◆ Problem description
Search the listing for the word "PropKind" and return each line that contains it.

◆ Exercise material
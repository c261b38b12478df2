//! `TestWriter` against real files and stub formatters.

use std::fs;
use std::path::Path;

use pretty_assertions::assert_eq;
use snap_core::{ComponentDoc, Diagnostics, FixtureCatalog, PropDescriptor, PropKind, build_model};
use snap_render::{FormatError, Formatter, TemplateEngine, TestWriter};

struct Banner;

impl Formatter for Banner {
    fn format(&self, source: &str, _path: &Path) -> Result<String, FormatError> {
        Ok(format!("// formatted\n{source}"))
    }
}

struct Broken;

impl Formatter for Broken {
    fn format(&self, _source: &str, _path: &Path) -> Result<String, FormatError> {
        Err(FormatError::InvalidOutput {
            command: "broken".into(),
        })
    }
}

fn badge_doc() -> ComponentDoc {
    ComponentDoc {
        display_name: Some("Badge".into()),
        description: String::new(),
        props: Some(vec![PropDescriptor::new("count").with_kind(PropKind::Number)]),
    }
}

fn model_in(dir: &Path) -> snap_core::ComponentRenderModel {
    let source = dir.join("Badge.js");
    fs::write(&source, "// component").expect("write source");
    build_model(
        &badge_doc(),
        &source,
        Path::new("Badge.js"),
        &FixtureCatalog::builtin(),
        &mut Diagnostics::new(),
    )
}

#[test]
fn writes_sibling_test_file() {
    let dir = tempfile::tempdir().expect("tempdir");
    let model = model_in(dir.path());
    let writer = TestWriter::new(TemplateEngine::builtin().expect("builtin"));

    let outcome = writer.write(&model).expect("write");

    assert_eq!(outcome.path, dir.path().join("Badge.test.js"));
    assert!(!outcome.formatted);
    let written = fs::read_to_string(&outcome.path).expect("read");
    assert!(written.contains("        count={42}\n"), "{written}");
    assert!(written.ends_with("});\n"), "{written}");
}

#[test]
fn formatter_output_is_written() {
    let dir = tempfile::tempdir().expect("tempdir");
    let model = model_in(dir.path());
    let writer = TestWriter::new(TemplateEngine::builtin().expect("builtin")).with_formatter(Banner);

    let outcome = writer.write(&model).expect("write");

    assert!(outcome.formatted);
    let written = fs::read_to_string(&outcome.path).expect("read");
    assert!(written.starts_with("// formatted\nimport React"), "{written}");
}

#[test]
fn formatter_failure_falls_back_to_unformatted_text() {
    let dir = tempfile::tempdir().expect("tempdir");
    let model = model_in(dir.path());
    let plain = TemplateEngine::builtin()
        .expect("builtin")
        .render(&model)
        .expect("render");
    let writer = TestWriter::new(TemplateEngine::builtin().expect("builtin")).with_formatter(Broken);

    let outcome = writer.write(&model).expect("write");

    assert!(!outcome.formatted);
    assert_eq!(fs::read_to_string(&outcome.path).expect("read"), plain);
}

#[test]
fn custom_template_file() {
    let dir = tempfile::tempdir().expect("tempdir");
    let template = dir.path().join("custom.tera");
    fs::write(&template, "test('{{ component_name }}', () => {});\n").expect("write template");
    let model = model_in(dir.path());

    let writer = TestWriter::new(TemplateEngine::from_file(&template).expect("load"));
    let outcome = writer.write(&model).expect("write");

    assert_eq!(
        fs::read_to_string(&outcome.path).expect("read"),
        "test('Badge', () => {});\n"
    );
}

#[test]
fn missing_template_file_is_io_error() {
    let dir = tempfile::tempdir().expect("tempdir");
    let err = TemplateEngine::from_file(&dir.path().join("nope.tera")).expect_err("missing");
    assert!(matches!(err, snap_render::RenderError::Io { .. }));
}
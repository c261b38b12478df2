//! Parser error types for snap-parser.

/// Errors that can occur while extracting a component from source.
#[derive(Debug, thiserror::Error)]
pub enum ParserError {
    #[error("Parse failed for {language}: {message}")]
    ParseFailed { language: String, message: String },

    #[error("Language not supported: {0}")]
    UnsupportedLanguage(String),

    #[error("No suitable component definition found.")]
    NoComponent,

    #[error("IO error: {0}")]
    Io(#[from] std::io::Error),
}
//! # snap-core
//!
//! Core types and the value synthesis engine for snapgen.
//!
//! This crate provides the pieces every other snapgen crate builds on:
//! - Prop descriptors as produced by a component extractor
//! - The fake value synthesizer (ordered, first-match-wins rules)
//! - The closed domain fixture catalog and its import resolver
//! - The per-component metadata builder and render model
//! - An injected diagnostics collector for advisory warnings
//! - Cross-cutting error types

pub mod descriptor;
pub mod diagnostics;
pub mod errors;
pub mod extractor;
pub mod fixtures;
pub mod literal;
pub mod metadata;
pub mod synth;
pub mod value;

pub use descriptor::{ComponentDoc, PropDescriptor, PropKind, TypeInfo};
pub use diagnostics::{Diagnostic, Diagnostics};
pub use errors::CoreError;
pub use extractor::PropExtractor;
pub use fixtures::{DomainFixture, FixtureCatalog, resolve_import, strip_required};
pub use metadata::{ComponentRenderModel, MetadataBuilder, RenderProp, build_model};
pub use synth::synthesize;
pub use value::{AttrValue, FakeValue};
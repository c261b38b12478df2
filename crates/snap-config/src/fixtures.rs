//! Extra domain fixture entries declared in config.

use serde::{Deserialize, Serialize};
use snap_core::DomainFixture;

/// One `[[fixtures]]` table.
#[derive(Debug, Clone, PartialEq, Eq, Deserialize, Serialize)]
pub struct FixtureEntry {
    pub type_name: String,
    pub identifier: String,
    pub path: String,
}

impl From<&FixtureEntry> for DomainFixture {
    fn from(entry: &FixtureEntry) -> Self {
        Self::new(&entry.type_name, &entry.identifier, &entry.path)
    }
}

◆ Response to this exercise
use snap_core::{ComponentDoc, Diagnostics, FixtureCatalog, PropDescriptor, PropKind, build_model};
        props: Some(vec![PropDescriptor::new("count").with_kind(PropKind::Number)]),
pub use descriptor::{ComponentDoc, PropDescriptor, PropKind, TypeInfo};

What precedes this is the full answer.